Websockfy is a Websocket <> normal socket proxy used to tunnel the VNC connection over websockets.


Actual results:

Websockify hangs after a connect with Firefox. I'm quite sure is it nothing related to wesockify since it is working with Chrome 21 and IE 10 and worked with Firefox 14.

The only relevant log info from websockify is "2: 79.194.220.16: ignoring socket not ready"

Firefox says in the console: "Firefox can't connect to ws://..."


Expected results:

The connection should be established as in the previous version and all other brwosers.
Comment 1 Patrick McManus [:mcmanus] 2012-09-06 05:53:56 PDT
I bet websockify is choking on parallel tcp connects during the websockets handshake. That's fundamentally a problem with the server that ought to be fixed.

If I'm right its being triggered by the FF15 http speculative connect code. It doesn't have much meaning to websockets, but ws is bootstrapped with HTTP so it is being triggered.

Next week I'll put together a patch to remove these from websocket driven connections in FF. It would be great if you could push the websockify developers to this bug so we can work on the server side too (which, again assuming my speculation is correct, is vulnerable to being dos'd by a telnet session not just the FF behavior.)
Comment 2 Niklas Rother 2012-09-06 07:15:39 PDT
That was a fast reply! Thanks for you help!
I've send a mail to Joel (the developer of websockify) asking him for help. 
For the meantime: Is there maybe a switch in about:config to disable this speculative connect code? I've looked over it and only found network.prefetch-next but setting it to false seems not to help...
Comment 3 Joel Martin 2012-09-06 07:17:53 PDT
Websockify in it's native environment handles this just fine. However, it's a python server and currently relies on the multiprocessing module to handle multiple client connections in separate processes. This module is problematic on windows (depending on python version AFAICT) and will get disabled if websockify detects it's not fully supported (websockify prints a warning about this on startup). In that case websockify will only accept one connection at a time. 

The current select timeout in websockify is 3 seconds.

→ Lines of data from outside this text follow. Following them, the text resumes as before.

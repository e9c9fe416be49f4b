use tracing::{debug, error, warn};

use crate::codec;
use crate::error::SessionError;

/// Lifecycle of one monitoring attempt. `Disconnected` is terminal; a new
/// `Session` is constructed to start over.
#[derive(Debug, Clone, Copy, PartialEq, Eq)]
pub enum Phase {
    Idle,
    Scanning,
    Connecting,
    DiscoveringServices,
    DiscoveringCharacteristics,
    Subscribing,
    Streaming,
    Disconnected,
}

/// Inbound events. Each platform callback or GUI request becomes one of
/// these, so all transition logic runs single-threaded in `Session::handle`.
#[derive(Debug, Clone, PartialEq, Eq)]
pub enum Event {
    /// Adapter reported powered-on.
    AdapterReady,
    /// First peripheral matching the heart rate scan filter was seen.
    PeripheralFound,
    /// Connection attempt completed.
    Connected,
    /// Service discovery completed.
    ServicesResolved { heart_rate_present: bool },
    /// Characteristic lookup completed.
    CharacteristicResolved { found: bool },
    /// Notifications confirmed enabled.
    Subscribed,
    /// One raw measurement frame arrived.
    Measurement(Vec<u8>),
    /// A step failed; the machine halts where it is.
    StepFailed(SessionError),
    /// The UI asked for teardown.
    StopRequested,
}

/// Requests the driver executes on behalf of the machine. The next request
/// in the GATT sequence is only emitted from the completion event of the
/// previous one.
#[derive(Debug, Clone, PartialEq, Eq)]
pub enum Command {
    StartScan,
    StopScan,
    Connect,
    DiscoverServices,
    ResolveCharacteristic,
    Subscribe,
    PublishBpm(u16),
    Disconnect,
}

pub struct Session {
    phase: Phase,
    bpm: u16,
    fault: Option<SessionError>,
}

impl Session {
    pub fn new() -> Self {
        Session {
            phase: Phase::Idle,
            bpm: 0,
            fault: None,
        }
    }

    pub fn phase(&self) -> Phase {
        self.phase
    }

    pub fn bpm(&self) -> u16 {
        self.bpm
    }

    /// Feed one event through the machine and collect the requests it wants
    /// executed. Events arriving after `Disconnected`, or out of order for
    /// the current phase, are ignored.
    pub fn handle(&mut self, event: Event) -> Vec<Command> {
        if self.phase == Phase::Disconnected {
            debug!(?event, "session already disconnected, event ignored");
            return Vec::new();
        }
        if matches!(event, Event::StopRequested) {
            return self.tear_down();
        }

        match (self.phase, event) {
            (Phase::Idle, Event::AdapterReady) => {
                self.phase = Phase::Scanning;
                vec![Command::StartScan]
            }
            (Phase::Scanning, Event::PeripheralFound) => {
                // first-found wins; scanning stops before connecting
                self.phase = Phase::Connecting;
                vec![Command::StopScan, Command::Connect]
            }
            (Phase::Connecting, Event::Connected) => {
                self.phase = Phase::DiscoveringServices;
                vec![Command::DiscoverServices]
            }
            (Phase::DiscoveringServices, Event::ServicesResolved { heart_rate_present }) => {
                if heart_rate_present {
                    self.phase = Phase::DiscoveringCharacteristics;
                    vec![Command::ResolveCharacteristic]
                } else {
                    warn!("sensor exposes no heart rate service, session halted");
                    self.fault = Some(SessionError::DiscoveryFailed);
                    Vec::new()
                }
            }
            (Phase::DiscoveringCharacteristics, Event::CharacteristicResolved { found }) => {
                if found {
                    self.phase = Phase::Subscribing;
                    vec![Command::Subscribe]
                } else {
                    warn!("heart rate measurement characteristic not found, session halted");
                    self.fault = Some(SessionError::DiscoveryFailed);
                    Vec::new()
                }
            }
            (Phase::Subscribing, Event::Subscribed) => {
                self.phase = Phase::Streaming;
                Vec::new()
            }
            (Phase::Streaming, Event::Measurement(frame)) => match codec::decode_bpm(&frame) {
                Ok(bpm) => {
                    self.bpm = bpm;
                    vec![Command::PublishBpm(bpm)]
                }
                Err(err) => {
                    // drop the frame, keep the previous reading
                    warn!("{err}, frame dropped");
                    Vec::new()
                }
            },
            (_, Event::StepFailed(err)) => {
                error!("session halted: {err}");
                self.fault = Some(err);
                Vec::new()
            }
            (phase, event) => {
                debug!(?phase, ?event, "event out of order, ignored");
                Vec::new()
            }
        }
    }

    /// Stop from any phase: cancel whatever was in flight, zero the
    /// published reading, become terminal. Safe to call repeatedly.
    fn tear_down(&mut self) -> Vec<Command> {
        let mut commands = match self.phase {
            Phase::Idle => Vec::new(),
            Phase::Scanning => vec![Command::StopScan],
            _ => vec![Command::Disconnect],
        };
        if self.bpm != 0 {
            self.bpm = 0;
            commands.push(Command::PublishBpm(0));
        }
        self.phase = Phase::Disconnected;
        commands
    }
}

#[cfg(test)]
mod tests {
    use super::*;

    fn streaming_session() -> Session {
        let mut session = Session::new();
        session.handle(Event::AdapterReady);
        session.handle(Event::PeripheralFound);
        session.handle(Event::Connected);
        session.handle(Event::ServicesResolved { heart_rate_present: true });
        session.handle(Event::CharacteristicResolved { found: true });
        session.handle(Event::Subscribed);
        assert_eq!(session.phase(), Phase::Streaming);
        session
    }

    #[test]
    fn walks_the_full_lifecycle() {
        let mut session = Session::new();
        assert_eq!(session.phase(), Phase::Idle);

        assert_eq!(session.handle(Event::AdapterReady), vec![Command::StartScan]);
        assert_eq!(session.phase(), Phase::Scanning);

        assert_eq!(
            session.handle(Event::PeripheralFound),
            vec![Command::StopScan, Command::Connect]
        );
        assert_eq!(session.phase(), Phase::Connecting);

        assert_eq!(session.handle(Event::Connected), vec![Command::DiscoverServices]);
        assert_eq!(session.phase(), Phase::DiscoveringServices);

        assert_eq!(
            session.handle(Event::ServicesResolved { heart_rate_present: true }),
            vec![Command::ResolveCharacteristic]
        );
        assert_eq!(session.phase(), Phase::DiscoveringCharacteristics);

        assert_eq!(
            session.handle(Event::CharacteristicResolved { found: true }),
            vec![Command::Subscribe]
        );
        assert_eq!(session.phase(), Phase::Subscribing);

        assert_eq!(session.handle(Event::Subscribed), Vec::new());
        assert_eq!(session.phase(), Phase::Streaming);

        assert_eq!(
            session.handle(Event::Measurement(vec![0x00, 0x48])),
            vec![Command::PublishBpm(72)]
        );
        assert_eq!(session.bpm(), 72);
        assert_eq!(session.phase(), Phase::Streaming);
    }

    #[test]
    fn missing_service_halts_in_place() {
        let mut session = Session::new();
        session.handle(Event::AdapterReady);
        session.handle(Event::PeripheralFound);
        session.handle(Event::Connected);

        assert_eq!(
            session.handle(Event::ServicesResolved { heart_rate_present: false }),
            Vec::new()
        );
        assert_eq!(session.phase(), Phase::DiscoveringServices);
        assert_eq!(session.bpm(), 0);
    }

    #[test]
    fn missing_characteristic_halts_in_place() {
        let mut session = Session::new();
        session.handle(Event::AdapterReady);
        session.handle(Event::PeripheralFound);
        session.handle(Event::Connected);
        session.handle(Event::ServicesResolved { heart_rate_present: true });

        assert_eq!(
            session.handle(Event::CharacteristicResolved { found: false }),
            Vec::new()
        );
        assert_eq!(session.phase(), Phase::DiscoveringCharacteristics);
    }

    #[test]
    fn stop_on_fresh_session_is_a_no_op() {
        let mut session = Session::new();
        assert_eq!(session.handle(Event::StopRequested), Vec::new());
        assert_eq!(session.phase(), Phase::Disconnected);
        assert_eq!(session.bpm(), 0);
    }

    #[test]
    fn stop_is_idempotent() {
        let mut session = streaming_session();
        session.handle(Event::Measurement(vec![0x00, 0x55]));

        assert_eq!(
            session.handle(Event::StopRequested),
            vec![Command::Disconnect, Command::PublishBpm(0)]
        );
        assert_eq!(session.handle(Event::StopRequested), Vec::new());
        assert_eq!(session.phase(), Phase::Disconnected);
        assert_eq!(session.bpm(), 0);
    }

    #[test]
    fn stop_while_scanning_cancels_the_scan() {
        let mut session = Session::new();
        session.handle(Event::AdapterReady);
        assert_eq!(session.handle(Event::StopRequested), vec![Command::StopScan]);
        assert_eq!(session.phase(), Phase::Disconnected);
    }

    #[test]
    fn events_after_stop_are_ignored() {
        let mut session = streaming_session();
        session.handle(Event::StopRequested);

        assert_eq!(session.handle(Event::Measurement(vec![0x00, 0x50])), Vec::new());
        assert_eq!(session.handle(Event::AdapterReady), Vec::new());
        assert_eq!(session.bpm(), 0);
        assert_eq!(session.phase(), Phase::Disconnected);
    }

    #[test]
    fn malformed_frame_keeps_previous_reading() {
        let mut session = streaming_session();
        session.handle(Event::Measurement(vec![0x00, 0x48]));

        // declared u16 form but missing the high byte
        assert_eq!(session.handle(Event::Measurement(vec![0x01, 0x50])), Vec::new());
        assert_eq!(session.bpm(), 72);
        assert_eq!(session.phase(), Phase::Streaming);
    }

    #[test]
    fn measurements_before_streaming_are_ignored() {
        let mut session = Session::new();
        session.handle(Event::AdapterReady);

        assert_eq!(session.handle(Event::Measurement(vec![0x00, 0x48])), Vec::new());
        assert_eq!(session.bpm(), 0);
        assert_eq!(session.phase(), Phase::Scanning);
    }

    #[test]
    fn step_failure_halts_without_commands() {
        let mut session = Session::new();
        session.handle(Event::AdapterReady);
        session.handle(Event::PeripheralFound);

        assert_eq!(
            session.handle(Event::StepFailed(SessionError::ConnectionFailed)),
            Vec::new()
        );
        assert_eq!(session.phase(), Phase::Connecting);
        // stop still works after a halt
        assert_eq!(session.handle(Event::StopRequested), vec![Command::Disconnect]);
    }
}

The default noVNC timeout is 2 seconds. This means that if there is an initial non-functioning connection it takes 3 seconds for websockify to detect this condition and cleanup the connection. By this time noVNC will have timed out. I have simulated this condition with --run-once (which disables multiprocessing in websockify) and have replicated the situation using firefox 15. 

I think removing the speculative connect for WebSocket connections in firefox would be a good idea generally.

For the filer of the issue there are a couple of workarounds:

* Run websockify on a platform that is better supported by python generally (i.e. not Windows)

* Run one of the alternative versions of websockify. For example, the websockify repository has a Node.js implementation. This should work fine in Windows and allow multiple client connections (although I've never tested it there personally). You will have to install Node and some node modules required by websockify.js

* Increase the noVNC connect timeout value (every connection will take at least 3 seconds waiting for the first non-functioning connection to timeout).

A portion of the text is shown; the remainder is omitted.